Hutchinson observes how “government structures everywhere are… dependent on the enforced ‘forgetting’ of the violence that inevitably upholds them” (69). I am not sure to what extent such a claim can be applied in any absolute sense to all types and forms of government whether in Sudan or any other nation. However, it is a pointed observation and very much connects with Graeber’s observations about how structures of power work to foster violence and naturalize assumptions about the proper role of debt in human relations and every level of social life. Perhaps this could also apply to matters of bio-power and bare life. I am not entirely sure about the connection, but perhaps it is one worth considering.

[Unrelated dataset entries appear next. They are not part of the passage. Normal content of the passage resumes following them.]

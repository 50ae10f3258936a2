//! Notes API endpoints
//!
//! - GET /notes - List all notes
//! - POST /notes - Create a note (201, empty body)
//! - GET /notes/{id} - Get a note
//! - PUT/PATCH /notes/{id} - Merge non-empty fields into a note
//! - DELETE /notes/{id} - Delete a note
//!
//! A missing note is reported as 500, the same as a storage failure. Update
//! and delete of an unknown id succeed at the storage level. An update body
//! of `null` changes nothing.

use axum::{
    body::Bytes,
    extract::{Path, State},
    http::StatusCode,
    response::IntoResponse,
    routing::get,
    Json, Router,
};
use serde_json::json;

use crate::api::common::{decode_json, parse_id};
use crate::api::middleware::{ApiError, AppState};
use crate::models::{NewNote, NoteInput};

pub fn router() -> Router<AppState> {
    Router::new()
        .route("/notes", get(list_notes).post(create_note))
        .route(
            "/notes/{id}",
            get(get_note)
                .put(update_note)
                .patch(update_note)
                .delete(delete_note),
        )
}

async fn list_notes(State(state): State<AppState>) -> Result<impl IntoResponse, ApiError> {
    let notes = state.note_service.list().await?;
    Ok(Json(notes))
}

async fn get_note(
    State(state): State<AppState>,
    Path(id): Path<String>,
) -> Result<impl IntoResponse, ApiError> {
    let id = parse_id(&id)?;
    let note = state.note_service.get_by_id(id).await?;
    Ok(Json(note))
}

async fn create_note(
    State(state): State<AppState>,
    body: Bytes,
) -> Result<impl IntoResponse, ApiError> {
    let input: NoteInput = decode_json(&body)?;
    let note = input.into_new_note().map_err(|violations| {
        ApiError::validation_details("Note validation failed", json!(violations))
    })?;

    state.note_service.create(&note).await?;
    Ok(StatusCode::CREATED)
}

async fn update_note(
    State(state): State<AppState>,
    Path(id): Path<String>,
    body: Bytes,
) -> Result<impl IntoResponse, ApiError> {
    let id = parse_id(&id)?;
    let existing = state.note_service.get_by_id(id).await?;
    let patch: NoteInput = decode_json::<Option<NoteInput>>(&body)?.unwrap_or_default();

    let merged = NewNote::from(existing.merge(patch));
    state.note_service.update(id, &merged).await?;
    Ok(StatusCode::OK)
}

async fn delete_note(
    State(state): State<AppState>,
    Path(id): Path<String>,
) -> Result<impl IntoResponse, ApiError> {
    let id = parse_id(&id)?;
    state.note_service.delete(id).await?;
    Ok(StatusCode::OK)
}
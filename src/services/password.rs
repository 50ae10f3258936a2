//! Password hashing
//!
//! Argon2id with the argon2 crate's recommended parameters and a fresh random
//! salt per hash. Hashes are stored as PHC strings, which carry the algorithm,
//! parameters and salt alongside the digest.

use anyhow::{Context, Result};
use argon2::{
    password_hash::{rand_core::OsRng, PasswordHash, PasswordHasher, PasswordVerifier, SaltString},
    Argon2,
};

/// Well-formed Argon2id hash that no password matches, using the same
/// parameters as [`hash_password`]. Verifying against it costs as much as a
/// real check, which keeps unknown-user logins as slow as wrong passwords.
pub const DUMMY_PASSWORD_HASH: &str =
    "$argon2id$v=19$m=19456,t=2,p=1$c29tZXNhbHRzb21lc2FsdA$AAAAAAAAAAAAAAAAAAAAAAAAAAAAAAAAAAAAAAAAAAA";

/// Hash a password, returning the PHC string
///
/// # Errors
///
/// Returns an error if the hasher rejects the input
pub fn hash_password(password: &str) -> Result<String> {
    let salt = SaltString::generate(&mut OsRng);

    let password_hash = Argon2::default()
        .hash_password(password.as_bytes(), &salt)
        .map_err(|e| anyhow::anyhow!("Failed to hash password: {}", e))
        .context("Password hashing failed")?;

    Ok(password_hash.to_string())
}

/// Verify a password against a stored PHC hash.
///
/// A mismatch is `Ok(false)`; only a malformed hash is an error.
pub fn verify_password(password: &str, hash: &str) -> Result<bool> {
    let parsed_hash = PasswordHash::new(hash)
        .map_err(|e| anyhow::anyhow!("Invalid password hash format: {}", e))?;

    match Argon2::default().verify_password(password.as_bytes(), &parsed_hash) {
        Ok(()) => Ok(true),
        Err(argon2::password_hash::Error::Password) => Ok(false),
        Err(e) => Err(anyhow::anyhow!("Password verification failed: {}", e)),
    }
}
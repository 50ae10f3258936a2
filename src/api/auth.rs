//! Authentication API endpoints
//!
//! - POST /auth/register - Register a username and password
//! - POST /auth/login - Exchange credentials for a session token
//! - GET /auth/validate - Resolve a bearer token to its username

use axum::{
    body::Bytes,
    extract::State,
    http::{HeaderMap, StatusCode},
    response::IntoResponse,
    routing::{get, post},
    Json, Router,
};
use serde::{Deserialize, Serialize};

use crate::api::common::decode_json;
use crate::api::middleware::{extract_bearer_token, ApiError, AppState};

/// Request body for register and login
#[derive(Debug, Default, Deserialize)]
#[serde(default)]
pub struct CredentialsRequest {
    pub username: String,
    pub password: String,
}

#[derive(Debug, Serialize, Deserialize)]
pub struct TokenResponse {
    pub token: String,
}

#[derive(Debug, Serialize, Deserialize)]
pub struct ValidateResponse {
    pub username: String,
}

pub fn router() -> Router<AppState> {
    Router::new()
        .route("/auth/register", post(register))
        .route("/auth/login", post(login))
        .route("/auth/validate", get(validate))
}

async fn register(
    State(state): State<AppState>,
    body: Bytes,
) -> Result<impl IntoResponse, ApiError> {
    let body: CredentialsRequest = decode_json(&body)?;
    state
        .auth_service
        .register(&body.username, &body.password)
        .await?;
    Ok(StatusCode::CREATED)
}

async fn login(
    State(state): State<AppState>,
    body: Bytes,
) -> Result<impl IntoResponse, ApiError> {
    let body: CredentialsRequest = decode_json(&body)?;
    let token = state
        .auth_service
        .login(&body.username, &body.password)
        .await?;
    Ok(Json(TokenResponse { token }))
}

async fn validate(
    State(state): State<AppState>,
    headers: HeaderMap,
) -> Result<impl IntoResponse, ApiError> {
    let token = extract_bearer_token(&headers)
        .ok_or_else(|| ApiError::unauthorized("Missing authentication token"))?;
    let username = state.auth_service.validate_token(token)?;
    Ok(Json(ValidateResponse { username }))
}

Waquant tries to connect the rise of a neoliberal economy with a specific cultural logic (much as in Graeber’s account) that not only disregards but explicitly punishes and disempowers the poor and other marginal groups to a position of perpetual bare life under the administration of techniques of bio-power and economic control. Her intellectual project in Punishing the Poor is, as she describes it, “intended as a contribution to the historical anthropology of the state and of the transnational transformations of the field of power in the age of ascending neoliberalism” (Wacquant 2009:xviii). The cultural logic of a neoliberal economy supported by an unregulated penal state, in which poverty is the crime and it is the poor who are punished for being poor, is in Wacquant’s account at root the result of a kind of neo-Darwinian emphasis on competition that valorizes individual acquisition and personal responsibility while it pushes the burdens of the state essentially onto the backs and shoulders of the poor.
Debt in Wacquant’s critique is configured not so much as political punishment (though it is, de facto, that) as it is the abandonment of all sense of social responsibility. It is on the basis of this critique that bare life is structured as an economically basic and politically enforced state of affairs. Neoliberalism, Wacquant argues, “is constitutionally corrosive of democracy” (313). Again, Graeber’s analysis applies in this connection, particularly on the link between debt and violence, and politics and power—the codification of a politics of bare life (in which almost all are mostly barely getting by) and the reduction of the human being to the animal body. Debt is business and business is booming.
References
Agamben, Giorgio. 1998. Homo Sacer: Sovereign Power and Bare Life. Trans. Daniel Heller-Roazen. Stanford: Stanford University Press.
--. State of Exception. 2005. Trans. Kevin Attell. Chicago: University of Chicago Press.
Graeber, David. 2014. Debt: The First 5,000 Years. Brooklyn: Melville House Publishing.
Hutchinson, Sharon Elaine. 1998. "Death, Memory and the Politics of Legitimation: Nuer Experiences of the Continuing Second Sudanese Civil War." In Richard Werbner, ed. Memory and the Podtcolony: African Anthropology and the Critique of Power. London: Zed Books, pp. 58-70.
Wacquant, Loïc. 2009. Punishing the Poor: The Neoliberal Government of Social Insecurity. Durham: Duke University Press.